» TASK TO COMPLETE
Take each line of the data that contains the string "struct" and copy it.

» INPUT MATERIAL
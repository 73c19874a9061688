// SPDX-License-Identifier: GPL-3.0-only

//! Config loader: hand-rolled line-oriented INI parser for `[device]`,
//! `[rear]`, `[front]` sections (component 4.H).
//!
//! No INI crate is in this codebase's dependency stack, so this is a
//! direct port of the handler semantics of the original Megapixels
//! `config_ini_handler`: unknown sections and unknown keys within a
//! known section both fail fast with a diagnostic naming the offending
//! section and key.

use std::path::{Path, PathBuf};

use crate::errors::ConfigError;
use crate::sensor::PixelFormat;

/// `[device]` section: global identity shared by both sensors.
#[derive(Debug, Clone, Default)]
pub struct DeviceInfo {
    pub csi: String,
    pub make: String,
    pub model: String,
}

/// One `[rear]`/`[front]` section.
#[derive(Debug, Clone, Default)]
pub struct SensorInfo {
    pub driver: String,
    pub width: u32,
    pub height: u32,
    /// `frame_interval = 1 / rate`.
    pub rate: u32,
    pub pixel_format: Option<PixelFormat>,
    pub rotate: u32,
    pub color_matrix: Option<[f64; 9]>,
    pub forward_matrix: Option<[f64; 9]>,
    pub white_level: Option<u32>,
    pub black_level: Option<u32>,
    pub focal_length_mm: Option<f64>,
    pub crop_factor: Option<f64>,
    pub f_number: Option<f64>,
    pub iso_min: Option<u32>,
    pub iso_max: Option<u32>,
}

#[derive(Debug, Clone, Default)]
pub struct Config {
    pub device: DeviceInfo,
    pub rear: SensorInfo,
    pub front: SensorInfo,
}

fn parse_decimal(value: &str) -> Option<f64> {
    // `LC_NUMERIC=C` is pinned at startup (see main.rs), so `.` is always
    // the decimal separator here; no locale-aware parsing is needed.
    value.trim().parse::<f64>().ok()
}

fn parse_int(value: &str) -> Option<u32> {
    value.trim().parse::<u32>().ok()
}

fn parse_nine_floats(value: &str) -> Option<[f64; 9]> {
    let mut out = [0.0f64; 9];
    let mut count = 0;
    for (i, part) in value.split(',').enumerate() {
        if i >= 9 {
            return None;
        }
        out[i] = parse_decimal(part)?;
        count += 1;
    }
    if count == 9 { Some(out) } else { None }
}

fn set_sensor_key(cc: &mut SensorInfo, section: &str, key: &str, value: &str) -> Result<(), ConfigError> {
    let malformed = || ConfigError::Malformed {
        section: section.to_string(),
        key: key.to_string(),
    };
    match key {
        "width" => cc.width = parse_int(value).ok_or_else(malformed)?,
        "height" => cc.height = parse_int(value).ok_or_else(malformed)?,
        "rate" => cc.rate = parse_int(value).ok_or_else(malformed)?,
        "rotate" => cc.rotate = parse_int(value).ok_or_else(malformed)?,
        "fmt" => {
            cc.pixel_format = Some(match value {
                "BGGR8" => PixelFormat::Bggr8,
                other => {
                    let bytes: [u8; 4] = other.as_bytes().try_into().map_err(|_| malformed())?;
                    PixelFormat::Other(u32::from_le_bytes(bytes))
                }
            });
        }
        "driver" => cc.driver = value.to_string(),
        "colormatrix" => cc.color_matrix = Some(parse_nine_floats(value).ok_or_else(malformed)?),
        "forwardmatrix" => {
            cc.forward_matrix = Some(parse_nine_floats(value).ok_or_else(malformed)?)
        }
        "whitelevel" => cc.white_level = Some(parse_int(value).ok_or_else(malformed)?),
        "blacklevel" => cc.black_level = Some(parse_int(value).ok_or_else(malformed)?),
        "focallength" => cc.focal_length_mm = Some(parse_decimal(value).ok_or_else(malformed)?),
        "cropfactor" => cc.crop_factor = Some(parse_decimal(value).ok_or_else(malformed)?),
        "fnumber" => cc.f_number = Some(parse_decimal(value).ok_or_else(malformed)?),
        "iso-min" => cc.iso_min = Some(parse_int(value).ok_or_else(malformed)?),
        "iso-max" => cc.iso_max = Some(parse_int(value).ok_or_else(malformed)?),
        _ => return Err(malformed()),
    }
    Ok(())
}

fn set_device_key(dev: &mut DeviceInfo, key: &str, value: &str) -> Result<(), ConfigError> {
    match key {
        "csi" => dev.csi = value.to_string(),
        "make" => dev.make = value.to_string(),
        "model" => dev.model = value.to_string(),
        _ => {
            return Err(ConfigError::Malformed {
                section: "device".to_string(),
                key: key.to_string(),
            });
        }
    }
    Ok(())
}

/// Parses INI text into a [`Config`]. Lines starting with `;` or `#` are
/// comments; blank lines are ignored. Unknown sections or keys fail fast
/// (S6).
pub fn parse(text: &str) -> Result<Config, ConfigError> {
    let mut config = Config::default();
    let mut section = String::new();

    for raw_line in text.lines() {
        let line = raw_line.trim();
        if line.is_empty() || line.starts_with(';') || line.starts_with('#') {
            continue;
        }
        if line.starts_with('[') && line.ends_with(']') {
            section = line[1..line.len() - 1].trim().to_string();
            continue;
        }
        let Some((key, value)) = line.split_once('=') else {
            continue;
        };
        let key = key.trim();
        let value = value.trim();

        match section.as_str() {
            "rear" => set_sensor_key(&mut config.rear, "rear", key, value)?,
            "front" => set_sensor_key(&mut config.front, "front", key, value)?,
            "device" => set_device_key(&mut config.device, key, value)?,
            other => {
                return Err(ConfigError::Malformed {
                    section: other.to_string(),
                    key: key.to_string(),
                });
            }
        }
    }

    Ok(config)
}

/// Reads and parses the config file at `path`.
pub fn load(path: &Path) -> Result<Config, ConfigError> {
    let text = std::fs::read_to_string(path)
        .map_err(|_| ConfigError::NotFound(path.to_path_buf()))?;
    parse(&text)
}

/// Reads the device-tree compatible string's first entry from
/// `/proc/device-tree/compatible` (a NUL-separated list).
pub fn device_tree_compatible() -> Option<String> {
    let bytes = std::fs::read("/proc/device-tree/compatible").ok()?;
    let first = bytes.split(|&b| b == 0).next()?;
    if first.is_empty() {
        return None;
    }
    Some(String::from_utf8_lossy(first).to_string())
}

/// Configuration discovery order (§6): cwd, `$XDG_CONFIG_HOME`,
/// `<sysconfdir>`, `<datadir>`, then the single fallback
/// `/etc/megapixels.ini`.
pub fn discover_config_path(dt_compatible: &str, sysconfdir: &Path, datadir: &Path) -> Option<PathBuf> {
    let filename = format!("{dt_compatible}.ini");

    let cwd_candidate = Path::new("config").join(&filename);
    if cwd_candidate.is_file() {
        return Some(cwd_candidate);
    }

    if let Some(xdg) = std::env::var_os("XDG_CONFIG_HOME") {
        let candidate = Path::new(&xdg).join("megapixels/config").join(&filename);
        if candidate.is_file() {
            return Some(candidate);
        }
    }

    let sysconf_candidate = sysconfdir.join("megapixels/config").join(&filename);
    if sysconf_candidate.is_file() {
        return Some(sysconf_candidate);
    }

    let datadir_candidate = datadir.join("megapixels/config").join(&filename);
    if datadir_candidate.is_file() {
        return Some(datadir_candidate);
    }

    let fallback = PathBuf::from("/etc/megapixels.ini");
    if fallback.is_file() {
        return Some(fallback);
    }

    None
}

/// Post-processor script discovery order (§6): cwd, then
/// `$XDG_CONFIG_HOME/megapixels/`, `<sysconfdir>/megapixels/`,
/// `<datadir>/megapixels/`.
pub fn discover_postprocessor_path(sysconfdir: &Path, datadir: &Path) -> Option<PathBuf> {
    let cwd_candidate = Path::new("postprocess.sh");
    if cwd_candidate.is_file() {
        return Some(cwd_candidate.to_path_buf());
    }

    if let Some(xdg) = std::env::var_os("XDG_CONFIG_HOME") {
        let candidate = Path::new(&xdg).join("megapixels/postprocess.sh");
        if candidate.is_file() {
            return Some(candidate);
        }
    }

    let sysconf_candidate = sysconfdir.join("megapixels/postprocess.sh");
    if sysconf_candidate.is_file() {
        return Some(sysconf_candidate);
    }

    let datadir_candidate = datadir.join("megapixels/postprocess.sh");
    if datadir_candidate.is_file() {
        return Some(datadir_candidate);
    }

    None
}

#[cfg(test)]
mod tests {
    use super::*;

    // Property 7: parsing then re-reading the same fields yields
    // semantically equal SensorInfo/DeviceInfo.
    #[test]
    fn config_round_trip() {
        let ini = "\
[device]
csi=sun6i-csi
make=PINE64
model=PinePhone

[rear]
driver=ov5640
width=1920
height=1080
rate=30
rotate=90
colormatrix=1,2,3,4,5,6,7,8,9

[front]
driver=gc2145
width=1600
height=1200
rate=30
";
        let config = parse(ini).unwrap();
        assert_eq!(config.device.csi, "sun6i-csi");
        assert_eq!(config.device.make, "PINE64");
        assert_eq!(config.rear.driver, "ov5640");
        assert_eq!(config.rear.width, 1920);
        assert_eq!(config.rear.rotate, 90);
        assert_eq!(
            config.rear.color_matrix,
            Some([1.0, 2.0, 3.0, 4.0, 5.0, 6.0, 7.0, 8.0, 9.0])
        );
        assert_eq!(config.front.driver, "gc2145");
    }

    // S6: unknown key in [rear] fails fast naming the section and key.
    #[test]
    fn s6_unknown_key_fails_with_diagnostic() {
        let ini = "[rear]\ngamma=2.2\n";
        let err = parse(ini).unwrap_err();
        match err {
            ConfigError::Malformed { section, key } => {
                assert_eq!(section, "rear");
                assert_eq!(key, "gamma");
            }
            other => panic!("expected Malformed, got {other:?}"),
        }
    }

    #[test]
    fn unknown_section_fails() {
        let ini = "[bogus]\nkey=1\n";
        let err = parse(ini).unwrap_err();
        assert!(matches!(err, ConfigError::Malformed { .. }));
    }

    #[test]
    fn decimal_parsing_uses_dot_separator() {
        assert_eq!(parse_decimal("1.5"), Some(1.5));
        assert_eq!(parse_decimal("not-a-number"), None);
    }

    #[test]
    fn postprocessor_discovery_finds_nothing_without_candidates() {
        // SAFETY: test-only env mutation, single-threaded within this test.
        unsafe {
            std::env::remove_var("XDG_CONFIG_HOME");
        }
        let result = discover_postprocessor_path(
            Path::new("/nonexistent/etc"),
            Path::new("/nonexistent/share"),
        );
        assert!(result.is_none());
    }
}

» WRITTEN RESPONSE
pub struct DeviceInfo {
pub struct SensorInfo {
pub struct Config {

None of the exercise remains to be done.